Therapy Is Not for "Broken" People

It's for people with courage.

You won’t always feel brave, especially when the past comes up in flashbacks or your inner critic is louder than a toddler with a xylophone. But going to therapy doesn’t mean you’re weak. It means you care enough to want better for yourself. Even as a therapist, I wish I had learned this one a lot sooner, so pass it on. 

Let people help you. Accepting support is not a character flaw. It’s literally how humans have survived for centuries. (Also: fire. But mostly, connection.)

“Owning our story can be hard but not nearly as difficult as spending our lives running from it.”  - Brené Brown

Feeling Things Won’t Kill You (Though It Might Feel Like It)

I know, I know. Emotions are terrifying. They sneak in like raccoons through a dog door - messy, chaotic, and likely to make you cry in public.

But feelings aren’t facts, and they aren’t forever.

Avoiding pain doesn’t make it disappear. It just buries it like radioactive waste under your ribcage. One day, that grief you shoved down with sarcastic comments and caffeine? It’s going to detonate during a Subaru commercial. Let it. The crying, not the car crash metaphor.

Being alive means feeling things. All of them. Even the ugly, inconvenient, mascara-streaked ones.

“The emotion that can break your heart is sometimes the very one that heals it.”  - Nicholas Sparks

No, You Don't Have to Forgive Everyone

Especially not the people who taught you to hate your body, dismiss your boundaries, or confuse chaos with love.

You can heal without reconciling.
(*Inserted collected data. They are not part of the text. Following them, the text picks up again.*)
use crate::error::{GuardError, Result};
use jiff::Timestamp;
use linkstash_core::clock::truncate_to_second;
use linkstash_core::Clock;
use serde::{Deserialize, Serialize};
use std::io::ErrorKind;
use std::path::{Path, PathBuf};
use std::sync::Arc;
use tracing::warn;

/// One rejected authentication attempt, as persisted.
#[derive(Debug, Clone, PartialEq, Serialize, Deserialize)]
pub struct IntrusionRecord {
    pub timestamp: Timestamp,
    pub session_id: String,
    pub ip_address: String,
    pub used_secret: String,
    pub submitted_title: String,
    pub submitted_url: String,
}

/// The fields of an attempt as seen at the boundary; the log stamps the
/// time.
#[derive(Debug, Clone, Default)]
pub struct IntrusionAttempt {
    pub session_id: String,
    pub ip_address: String,
    pub used_secret: String,
    pub submitted_title: String,
    pub submitted_url: String,
}

/// Append-only record of rejected authentication attempts.
///
/// Appends are best-effort: persistence failures are logged and never fail
/// the request that triggered them. The log is never pruned here.
pub struct IntrusionLog {
    path: PathBuf,
    clock: Arc<dyn Clock>,
}

impl IntrusionLog {
    /// Opens the log, creating an empty file (mode 0600 on Unix) if none
    /// exists yet.
    pub async fn new(path: impl Into<PathBuf>, clock: Arc<dyn Clock>) -> Result<Self> {
        let path = path.into();
        if let Some(parent) = path.parent() {
            if !parent.as_os_str().is_empty() {
                tokio::fs::create_dir_all(parent).await.map_err(|e| {
                    GuardError::Persistence(format!(
                        "create log dir {}: {}",
                        parent.display(),
                        e
                    ))
                })?;
            }
        }
        create_if_missing(&path, b"[]").await?;
        Ok(Self { path, clock })
    }

    /// Appends one entry. Never fails the caller; a persistence problem is
    /// reported through the log instead.
    pub async fn record(&self, attempt: IntrusionAttempt) {
        if let Err(e) = self.try_record(attempt).await {
            warn!(error = %e, "intrusion log append failed");
        }
    }

    /// Current contents; a missing file reads as empty.
    pub async fn entries(&self) -> Result<Vec<IntrusionRecord>> {
        self.read_all().await
    }

    async fn try_record(&self, attempt: IntrusionAttempt) -> Result<()> {
        // A malformed log aborts the append rather than clobbering the
        // existing evidence.
        let mut records = self.read_all().await?;
        records.push(IntrusionRecord {
            timestamp: truncate_to_second(self.clock.now()),
            session_id: attempt.session_id,
            ip_address: attempt.ip_address,
            used_secret: attempt.used_secret,
            submitted_title: attempt.submitted_title,
            submitted_url: attempt.submitted_url,
        });
        let bytes = serde_json::to_vec_pretty(&records)
            .map_err(|e| GuardError::Persistence(format!("encode intrusion log: {}", e)))?;
        write_atomic(&self.path, &bytes).await
    }

    async fn read_all(&self) -> Result<Vec<IntrusionRecord>> {
        let bytes = match tokio::fs::read(&self.path).await {
            Ok(bytes) => bytes,
            Err(e) if e.kind() == ErrorKind::NotFound => return Ok(Vec::new()),
            Err(e) => {
                return Err(GuardError::Persistence(format!(
                    "read {}: {}",
                    self.path.display(),
                    e
                )));
            }
        };
        if bytes.iter().all(u8::is_ascii_whitespace) {
            return Ok(Vec::new());
        }
        serde_json::from_slice(&bytes).map_err(|e| {
            GuardError::Persistence(format!("decode {}: {}", self.path.display(), e))
        })
    }
}

async fn create_if_missing(path: &Path, default_content: &[u8]) -> Result<()> {
    let mut options = tokio::fs::OpenOptions::new();
    options.write(true).create_new(true);
    #[cfg(unix)]
    options.mode(0o600);
    match options.open(path).await {
        Ok(mut file) => {
            use tokio::io::AsyncWriteExt;
            file.write_all(default_content).await.map_err(|e| {
                GuardError::Persistence(format!("initialize {}: {}", path.display(), e))
            })?;
            Ok(())
        }
        Err(e) if e.kind() == ErrorKind::AlreadyExists => Ok(()),
        Err(e) => Err(GuardError::Persistence(format!(
            "create {}: {}",
            path.display(),
            e
        ))),
    }
}

async fn write_atomic(path: &Path, bytes: &[u8]) -> Result<()> {
    let tmp = path.with_extension("tmp");
    tokio::fs::write(&tmp, bytes)
        .await
        .map_err(|e| GuardError::Persistence(format!("write {}: {}", tmp.display(), e)))?;
    tokio::fs::rename(&tmp, path)
        .await
        .map_err(|e| GuardError::Persistence(format!("rename into {}: {}", path.display(), e)))?;
    Ok(())
}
You can move on without saying “it’s okay.” Because sometimes, it’s not. And that doesn’t make you bitter. It makes you honest.
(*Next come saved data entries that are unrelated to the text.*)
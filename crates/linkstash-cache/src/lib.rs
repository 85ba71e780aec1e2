//! Snapshot caching for the linkstash favorites store.
//!
//! A snapshot is a point-in-time copy of a store's decoded contents, keyed
//! by the store's backing-file identity. The file-backed implementation is
//! safe for concurrent multi-process use; the Moka implementation serves
//! single-process deployments.

pub mod file;
pub mod memory;
pub mod snapshot;

pub use file::{FileCacheConfig, FileSnapshotCache};
pub use memory::MokaSnapshotCache;
pub use snapshot::SnapshotCache;

use linkstash_core::CacheError;

/// Result type for cache operations.
pub type Result<T> = std::result::Result<T, CacheError>;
What you do need to do is forgive yourself. For surviving the only way you knew how. For the times you stayed too long. For every self-abandonment that kept you safe in the short term.
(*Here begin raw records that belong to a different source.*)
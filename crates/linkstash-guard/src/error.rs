use thiserror::Error;

/// Result type for guard-state operations.
pub type Result<T> = std::result::Result<T, GuardError>;

#[derive(Debug, Clone, Error)]
pub enum GuardError {
    #[error("guard state persistence failed: {0}")]
    Persistence(String),
}
use linkstash_core::{Favorite, Page};
use serde::Serialize;

/// One favorite as rendered in listings.
#[derive(Debug, Clone, Serialize)]
pub struct LinkView {
    pub timestamp: String,
    pub title: String,
    pub url: String,
    #[serde(skip_serializing_if = "Option::is_none")]
    pub delete_at: Option<String>,
}

impl From<&Favorite> for LinkView {
    fn from(favorite: &Favorite) -> Self {
        Self {
            timestamp: favorite.timestamp_text(),
            title: favorite.title.clone(),
            url: favorite.url.clone(),
            delete_at: favorite
                .delete_at
                .map(|ts| ts.strftime("%Y-%m-%d %H:%M:%S").to_string()),
        }
    }
}

/// The listing returned by the root endpoint.
#[derive(Debug, Serialize)]
pub struct LinksResponse {
    pub links: Vec<LinkView>,
    pub page: usize,
    pub total_pages: usize,
    pub total: usize,
    #[serde(skip_serializing_if = "Option::is_none")]
    pub message: Option<String>,
}

impl LinksResponse {
    pub fn from_page(page: Page, message: Option<String>) -> Self {
        Self {
            links: page.items.iter().map(LinkView::from).collect(),
            page: page.page,
            total_pages: page.total_pages,
            total: page.total,
            message,
        }
    }
}

#[derive(Debug, Serialize)]
pub struct HealthResponse {
    pub status: &'static str,
}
Affirmation: “I forgive myself for not knowing what I didn’t know before I learned it.”

See Also: Radical Acceptance: What does SCAM stand for?

Choose People Who Choose You (And That Includes You)

There will be friends, lovers, jobs, and situationships (shudder) that make you feel like you're too much and not enough - at the same time.

But guess what? You’re allowed to be complex. You’re allowed to take up space. You’re allowed to want someone who doesn’t flinch when you speak your truth.

That includes you. Be someone who doesn’t flinch when you look in the mirror and say, “I want more.”

You’re Going to Make It

Not because it’ll get easier, necessarily. (Adulting is just budgeting, back pain, and wondering what your therapist thinks about your therapist jokes.)

But because you’ll get stronger, softer, wiser. You’ll learn to rest. To say no. To scream into a pillow, take your meds, text your therapist, and then make a snack.

You’ll learn that healing is not a straight line. It’s a spiral staircase. Some days you’ll go up. Some days you’ll sit on a step and cry. Both are valid.

You’re going to make it.

Affirmation: “I am healing. Even on the days I feel broken.”

Resources, Stats, and Sunscreen (Seriously)

So, younger me, if you're reading this (somewhere in the ether, probably still listening to early 2000s emo and overthinking that text) - know this:

You don’t have to be perfect. Just real.

You’re allowed to be a work in progress and still lovable.

And yes, wear sunscreen. But also? Eat the cookie.